===== Extracted entries =====

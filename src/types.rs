use chrono::{DateTime, Utc};
use serde::{Deserialize, Serialize};

/// A crypto-filtered market as cached and broadcast for one cycle.
///
/// Markets are rebuilt from the upstream listing every cycle and replaced
/// wholesale; nothing mutates a `Market` after it has been fetched.
#[derive(Debug, Clone, PartialEq, Serialize, Deserialize)]
pub struct Market {
    #[serde(default)]
    pub id: Option<String>,
    pub ticker: String,
    pub title: String,
    pub volume: f64,
    /// Last close price in cents, i.e. probability x 100.
    pub close_price: f64,
    pub liquidity: f64,
    pub status: String,
    #[serde(default)]
    pub category: Option<String>,
    #[serde(default)]
    pub frequency: Option<String>,
    pub volume_millions: f64,
    pub last_updated: DateTime<Utc>,
}

impl Market {
    /// Identity key: upstream `id` when present, else the lowercased ticker.
    pub fn key(&self) -> String {
        match &self.id {
            Some(id) if !id.is_empty() => id.clone(),
            _ => self.ticker.to_lowercase(),
        }
    }
}

/// Three-level synthesized depth on each side of the book.
#[derive(Debug, Clone, PartialEq, Serialize, Deserialize)]
pub struct OrderBookSnapshot {
    pub bids: [f64; 3],
    pub asks: [f64; 3],
}

impl OrderBookSnapshot {
    pub fn bid_depth(&self) -> f64 {
        self.bids.iter().sum()
    }

    pub fn ask_depth(&self) -> f64 {
        self.asks.iter().sum()
    }
}

/// Last reading retained per market id, used as the baseline for the next one.
#[derive(Debug, Clone, PartialEq)]
pub struct MarketHistoryEntry {
    pub volume: f64,
    pub odds: f64,
    pub order_book: OrderBookSnapshot,
    pub timestamp: DateTime<Utc>,
}

#[derive(Debug, Clone, Copy, PartialEq, Eq, Hash, Serialize, Deserialize)]
#[serde(rename_all = "snake_case")]
pub enum SignalKind {
    VolumeSurge,
    OddsFlip,
    OrderBookShift,
    /// Only synthesized by the alerts view for markets above the whale minimum.
    HighVolume,
}

impl SignalKind {
    pub fn as_str(&self) -> &'static str {
        match self {
            SignalKind::VolumeSurge => "volume_surge",
            SignalKind::OddsFlip => "odds_flip",
            SignalKind::OrderBookShift => "order_book_shift",
            SignalKind::HighVolume => "high_volume",
        }
    }

    /// Short prefix used when deriving signal ids.
    pub fn id_prefix(&self) -> &'static str {
        match self {
            SignalKind::VolumeSurge => "vol",
            SignalKind::OddsFlip => "odds",
            SignalKind::OrderBookShift => "book",
            SignalKind::HighVolume => "hv",
        }
    }
}

#[derive(Debug, Clone, Copy, PartialEq, Eq, Serialize, Deserialize)]
#[serde(rename_all = "snake_case")]
pub enum Severity {
    Medium,
    High,
}

#[derive(Debug, Clone, Copy, PartialEq, Eq, Serialize, Deserialize)]
#[serde(rename_all = "snake_case")]
pub enum Direction {
    Up,
    Down,
}

/// Type-specific payload of a whale signal.
#[derive(Debug, Clone, PartialEq, Serialize, Deserialize)]
#[serde(untagged)]
pub enum SignalData {
    VolumeSurge {
        current_value: f64,
        previous_value: f64,
        growth_multiple: f64,
    },
    OddsFlip {
        current_value: f64,
        previous_value: f64,
        change_percent: f64,
        direction: Direction,
    },
    OrderBookShift {
        change_percent: f64,
        previous_value: f64,
        current_value: f64,
    },
    HighVolume {
        current_value: f64,
    },
}

#[derive(Debug, Clone, PartialEq, Serialize, Deserialize)]
pub struct WhaleSignal {
    pub id: String,
    #[serde(rename = "type")]
    pub kind: SignalKind,
    pub market_id: String,
    pub ticker: String,
    pub confidence: u8,
    pub severity: Severity,
    pub market_impact: Severity,
    pub description: String,
    pub data: SignalData,
    pub timestamp: DateTime<Utc>,
}

// ── Stream envelope ────────────────────────────────────────────────

#[derive(Debug, Clone, Copy, PartialEq, Eq, Serialize, Deserialize)]
#[serde(rename_all = "snake_case")]
pub enum MessageKind {
    InitialData,
    MarketUpdate,
    WhaleAlerts,
    Heartbeat,
}

#[derive(Debug, Clone, Serialize)]
pub struct MarketUpdate {
    pub markets: Vec<Market>,
    pub timestamp: DateTime<Utc>,
    pub count: usize,
}

#[derive(Debug, Clone, Serialize)]
pub struct WhaleAlerts {
    pub alerts: Vec<WhaleSignal>,
    pub timestamp: DateTime<Utc>,
    pub count: usize,
}

#[derive(Debug, Clone, Serialize)]
pub struct Heartbeat {
    pub timestamp: DateTime<Utc>,
    pub connections: usize,
}

#[derive(Debug, Clone, Serialize)]
#[serde(untagged)]
pub enum MessageData {
    Markets(MarketUpdate),
    Alerts(WhaleAlerts),
    Heartbeat(Heartbeat),
}

/// `{type, data, timestamp}` envelope pushed to every subscriber.
#[derive(Debug, Clone, Serialize)]
pub struct StreamMessage {
    #[serde(rename = "type")]
    pub kind: MessageKind,
    pub data: MessageData,
    pub timestamp: DateTime<Utc>,
}

impl StreamMessage {
    pub fn initial_data(markets: Vec<Market>, snapshot_at: DateTime<Utc>) -> Self {
        Self::markets(MessageKind::InitialData, markets, snapshot_at)
    }

    pub fn market_update(markets: Vec<Market>, snapshot_at: DateTime<Utc>) -> Self {
        Self::markets(MessageKind::MarketUpdate, markets, snapshot_at)
    }

    fn markets(kind: MessageKind, markets: Vec<Market>, snapshot_at: DateTime<Utc>) -> Self {
        let count = markets.len();
        Self {
            kind,
            data: MessageData::Markets(MarketUpdate {
                markets,
                timestamp: snapshot_at,
                count,
            }),
            timestamp: Utc::now(),
        }
    }

    pub fn whale_alerts(alerts: Vec<WhaleSignal>) -> Self {
        let now = Utc::now();
        let count = alerts.len();
        Self {
            kind: MessageKind::WhaleAlerts,
            data: MessageData::Alerts(WhaleAlerts {
                alerts,
                timestamp: now,
                count,
            }),
            timestamp: now,
        }
    }

    pub fn heartbeat(connections: usize) -> Self {
        let now = Utc::now();
        Self {
            kind: MessageKind::Heartbeat,
            data: MessageData::Heartbeat(Heartbeat {
                timestamp: now,
                connections,
            }),
            timestamp: now,
        }
    }
}
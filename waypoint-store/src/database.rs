use sqlx::postgres::PgPoolOptions;
use sqlx::{Pool, Postgres};
use std::time::Duration;
use tracing::info;

use crate::app_config::DatabaseConfig;

#[derive(Clone)]
pub struct DbClient {
    pub pool: Pool<Postgres>,
}

impl DbClient {
    pub async fn new(config: &DatabaseConfig) -> Result<Self, sqlx::Error> {
        let pool = PgPoolOptions::new()
            .max_connections(config.max_connections)
            .acquire_timeout(Duration::from_secs(config.acquire_timeout_seconds))
            .connect(&config.url)
            .await?;

        Ok(Self { pool })
    }

    /// Brings the schema up to date. Safe to run on every start.
    pub async fn migrate(&self) -> Result<(), sqlx::migrate::MigrateError> {
        info!("Running database migrations...");
        sqlx::migrate!("../migrations").run(&self.pool).await?;
        info!("Migrations completed successfully.");
        Ok(())
    }
}
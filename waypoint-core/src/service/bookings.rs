use tracing::{info, warn};
use waypoint_shared::{Booking, BookingStatus, BookingTarget, CreateBookingRequest, NewBooking};

use super::{parse_id, PlanningService};
use crate::{CoreResult, EntityKind, PlanningError};

impl PlanningService {
    /// Books a hotel or flight into a trip.
    ///
    /// Both sides of the link are checked before the booking row is written:
    /// the trip first, then the referenced item, chosen by the booking type.
    /// Activities are part of the type vocabulary but cannot be booked yet.
    pub async fn book_item(&self, trip_id: &str, req: CreateBookingRequest) -> CoreResult<Booking> {
        const OP: &str = "book item";

        let trip_id = parse_id(OP, EntityKind::Trip, trip_id)?;
        if req.total_price.is_nan() || req.total_price <= 0.0 {
            return Err(PlanningError::invalid(OP, "total_price must be greater than 0"));
        }

        self.trips
            .get_trip(trip_id)
            .await
            .map_err(PlanningError::from_store(OP))?;

        let target = req.target().map_err(|unknown| {
            PlanningError::invalid(OP, format!("unsupported booking type {:?}", unknown.value))
        })?;
        self.verify_target(OP, target).await?;

        let booking = NewBooking {
            trip_id,
            target,
            status: BookingStatus::Pending,
            total_price: req.total_price,
        };
        let created = self
            .bookings
            .create_booking(&booking)
            .await
            .map_err(PlanningError::from_store(OP))?;
        info!(
            booking_id = %created.id,
            trip_id = %trip_id,
            kind = %created.booking_type,
            reference_id = %created.reference_id,
            "booking created"
        );
        Ok(created)
    }

    pub async fn get_booking(&self, id: &str) -> CoreResult<Booking> {
        const OP: &str = "get booking";
        let id = parse_id(OP, EntityKind::Booking, id)?;
        self.bookings.get_booking(id).await.map_err(PlanningError::from_store(OP))
    }

    /// Bookings for a trip, newest first. An unknown trip is reported as
    /// not-found rather than as an empty list.
    pub async fn get_trip_bookings(&self, trip_id: &str) -> CoreResult<Vec<Booking>> {
        const OP: &str = "get trip bookings";
        let trip_id = parse_id(OP, EntityKind::Trip, trip_id)?;

        self.trips
            .get_trip(trip_id)
            .await
            .map_err(PlanningError::from_store(OP))?;

        self.bookings
            .list_trip_bookings(trip_id)
            .await
            .map_err(PlanningError::from_store(OP))
    }

    async fn verify_target(&self, operation: &'static str, target: BookingTarget) -> CoreResult<()> {
        let lookup = match target {
            BookingTarget::Hotel(id) => self.hotels.get_hotel(id).await.map(|_| ()),
            BookingTarget::Flight(id) => self.flights.get_flight(id).await.map(|_| ()),
            BookingTarget::Activity(id) => {
                warn!(reference_id = %id, "activity booking requested but not supported");
                return Err(PlanningError::invalid(
                    operation,
                    format!("unsupported booking type {:?}", EntityKind::Activity.as_str()),
                ));
            }
        };
        lookup.map_err(PlanningError::from_store(operation))
    }
}
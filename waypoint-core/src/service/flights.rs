use tracing::info;
use waypoint_shared::{Flight, NewFlight};

use super::{filter_text, parse_id, PlanningService};
use crate::{CoreResult, EntityKind, PlanningError};

impl PlanningService {
    pub async fn create_flight(&self, flight: NewFlight) -> CoreResult<Flight> {
        const OP: &str = "create flight";

        if flight.arrival_time <= flight.departure_time {
            return Err(PlanningError::invalid(OP, "arrival_time must be after departure_time"));
        }
        if flight.origin == flight.destination {
            return Err(PlanningError::invalid(OP, "origin and destination must be different"));
        }
        if flight.seats_available < 0 {
            return Err(PlanningError::invalid(
                OP,
                format!("seats_available must be >= 0, got {}", flight.seats_available),
            ));
        }

        let created = self
            .flights
            .create_flight(&flight)
            .await
            .map_err(PlanningError::from_store(OP))?;
        info!(
            flight_id = %created.id,
            route = %format!("{}-{}", created.origin, created.destination),
            "flight created"
        );
        Ok(created)
    }

    pub async fn get_flight(&self, id: &str) -> CoreResult<Flight> {
        const OP: &str = "get flight";
        let id = parse_id(OP, EntityKind::Flight, id)?;
        self.flights.get_flight(id).await.map_err(PlanningError::from_store(OP))
    }

    /// Flights by departure time; origin and destination filter independently.
    pub async fn list_flights(
        &self,
        origin: Option<&str>,
        destination: Option<&str>,
    ) -> CoreResult<Vec<Flight>> {
        self.flights
            .list_flights(filter_text(origin), filter_text(destination))
            .await
            .map_err(PlanningError::from_store("list flights"))
    }
}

=====

* _Required action_
Lines with the word "first" in them should be copied from the preceding records.

* _Your response_
    /// the trip first, then the referenced item, chosen by the booking type.
    /// Bookings for a trip, newest first. An unknown trip is reported as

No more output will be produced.